*INSTRUCTIONS FOR THE TASK*
Every line of the records counts; transcribe each one exactly.

*INPUT MATERIAL*
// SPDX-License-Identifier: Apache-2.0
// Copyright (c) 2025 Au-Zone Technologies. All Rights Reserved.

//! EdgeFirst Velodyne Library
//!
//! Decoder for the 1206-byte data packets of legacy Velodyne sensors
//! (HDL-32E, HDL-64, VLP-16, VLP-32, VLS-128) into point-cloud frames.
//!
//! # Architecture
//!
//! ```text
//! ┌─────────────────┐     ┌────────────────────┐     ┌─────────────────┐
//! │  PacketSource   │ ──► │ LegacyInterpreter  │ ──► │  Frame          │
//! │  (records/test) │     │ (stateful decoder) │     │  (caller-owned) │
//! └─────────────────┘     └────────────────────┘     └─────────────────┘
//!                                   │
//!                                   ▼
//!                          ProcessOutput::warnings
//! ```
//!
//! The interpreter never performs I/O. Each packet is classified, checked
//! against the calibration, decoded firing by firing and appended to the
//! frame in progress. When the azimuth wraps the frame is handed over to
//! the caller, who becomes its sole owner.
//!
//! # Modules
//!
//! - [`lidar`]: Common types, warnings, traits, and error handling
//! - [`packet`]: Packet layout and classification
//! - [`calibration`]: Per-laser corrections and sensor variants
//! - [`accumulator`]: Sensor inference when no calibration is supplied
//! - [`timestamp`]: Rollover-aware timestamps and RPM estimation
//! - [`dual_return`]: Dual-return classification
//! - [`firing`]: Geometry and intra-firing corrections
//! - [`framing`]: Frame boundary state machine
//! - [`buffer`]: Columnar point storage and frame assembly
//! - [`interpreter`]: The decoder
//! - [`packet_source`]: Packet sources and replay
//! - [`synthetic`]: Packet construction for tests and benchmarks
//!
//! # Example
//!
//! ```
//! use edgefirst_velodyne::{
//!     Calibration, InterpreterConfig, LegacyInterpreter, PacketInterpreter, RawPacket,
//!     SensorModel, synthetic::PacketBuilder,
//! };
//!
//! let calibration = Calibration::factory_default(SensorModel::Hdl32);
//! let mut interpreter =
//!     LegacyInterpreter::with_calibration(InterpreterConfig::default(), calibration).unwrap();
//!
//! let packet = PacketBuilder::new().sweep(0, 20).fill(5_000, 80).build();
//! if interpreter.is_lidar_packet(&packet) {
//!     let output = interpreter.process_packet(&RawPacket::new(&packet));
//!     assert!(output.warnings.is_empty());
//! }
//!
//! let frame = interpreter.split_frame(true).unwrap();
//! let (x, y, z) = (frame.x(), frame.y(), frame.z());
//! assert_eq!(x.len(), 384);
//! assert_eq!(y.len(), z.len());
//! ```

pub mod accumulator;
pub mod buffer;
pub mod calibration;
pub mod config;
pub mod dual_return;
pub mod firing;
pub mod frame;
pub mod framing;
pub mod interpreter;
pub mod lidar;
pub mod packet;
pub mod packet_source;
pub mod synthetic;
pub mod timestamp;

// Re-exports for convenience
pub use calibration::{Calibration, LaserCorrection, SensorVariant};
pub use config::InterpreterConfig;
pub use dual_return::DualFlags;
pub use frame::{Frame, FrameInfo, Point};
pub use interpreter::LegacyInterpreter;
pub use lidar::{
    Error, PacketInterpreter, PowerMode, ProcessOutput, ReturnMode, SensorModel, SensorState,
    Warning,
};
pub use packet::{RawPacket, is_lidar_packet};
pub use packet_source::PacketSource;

*RESULT BELOW*
// SPDX-License-Identifier: Apache-2.0
// Copyright (c) 2025 Au-Zone Technologies. All Rights Reserved.

//! EdgeFirst Velodyne Library
//!
//! Decoder for the 1206-byte data packets of legacy Velodyne sensors
//! (HDL-32E, HDL-64, VLP-16, VLP-32, VLS-128) into point-cloud frames.
//!
//! # Architecture
//!
//! ```text
//! ┌─────────────────┐     ┌────────────────────┐     ┌─────────────────┐
//! │  PacketSource   │ ──► │ LegacyInterpreter  │ ──► │  Frame          │
//! │  (records/test) │     │ (stateful decoder) │     │  (caller-owned) │
//! └─────────────────┘     └────────────────────┘     └─────────────────┘
//!                                   │
//!                                   ▼
//!                          ProcessOutput::warnings
//! ```
//!
//! The interpreter never performs I/O. Each packet is classified, checked
//! against the calibration, decoded firing by firing and appended to the
//! frame in progress. When the azimuth wraps the frame is handed over to
//! the caller, who becomes its sole owner.
//!
//! # Modules
//!
//! - [`lidar`]: Common types, warnings, traits, and error handling
//! - [`packet`]: Packet layout and classification
//! - [`calibration`]: Per-laser corrections and sensor variants
//! - [`accumulator`]: Sensor inference when no calibration is supplied
//! - [`timestamp`]: Rollover-aware timestamps and RPM estimation
//! - [`dual_return`]: Dual-return classification
//! - [`firing`]: Geometry and intra-firing corrections
//! - [`framing`]: Frame boundary state machine
//! - [`buffer`]: Columnar point storage and frame assembly
//! - [`interpreter`]: The decoder
//! - [`packet_source`]: Packet sources and replay
//! - [`synthetic`]: Packet construction for tests and benchmarks
//!
//! # Example
//!
//! ```
//! use edgefirst_velodyne::{
//!     Calibration, InterpreterConfig, LegacyInterpreter, PacketInterpreter, RawPacket,
//!     SensorModel, synthetic::PacketBuilder,
//! };
//!
//! let calibration = Calibration::factory_default(SensorModel::Hdl32);
//! let mut interpreter =
//!     LegacyInterpreter::with_calibration(InterpreterConfig::default(), calibration).unwrap();
//!
//! let packet = PacketBuilder::new().sweep(0, 20).fill(5_000, 80).build();
//! if interpreter.is_lidar_packet(&packet) {
//!     let output = interpreter.process_packet(&RawPacket::new(&packet));
//!     assert!(output.warnings.is_empty());
//! }
//!
//! let frame = interpreter.split_frame(true).unwrap();
//! let (x, y, z) = (frame.x(), frame.y(), frame.z());
//! assert_eq!(x.len(), 384);
//! assert_eq!(y.len(), z.len());
//! ```

pub mod accumulator;
pub mod buffer;
pub mod calibration;
pub mod config;
pub mod dual_return;
pub mod firing;
pub mod frame;
pub mod framing;
pub mod interpreter;
pub mod lidar;
pub mod packet;
pub mod packet_source;
pub mod synthetic;
pub mod timestamp;

// Re-exports for convenience
pub use calibration::{Calibration, LaserCorrection, SensorVariant};
pub use config::InterpreterConfig;
pub use dual_return::DualFlags;
pub use frame::{Frame, FrameInfo, Point};
pub use interpreter::LegacyInterpreter;
pub use lidar::{
    Error, PacketInterpreter, PowerMode, ProcessOutput, ReturnMode, SensorModel, SensorState,
    Warning,
};
pub use packet::{RawPacket, is_lidar_packet};
pub use packet_source::PacketSource;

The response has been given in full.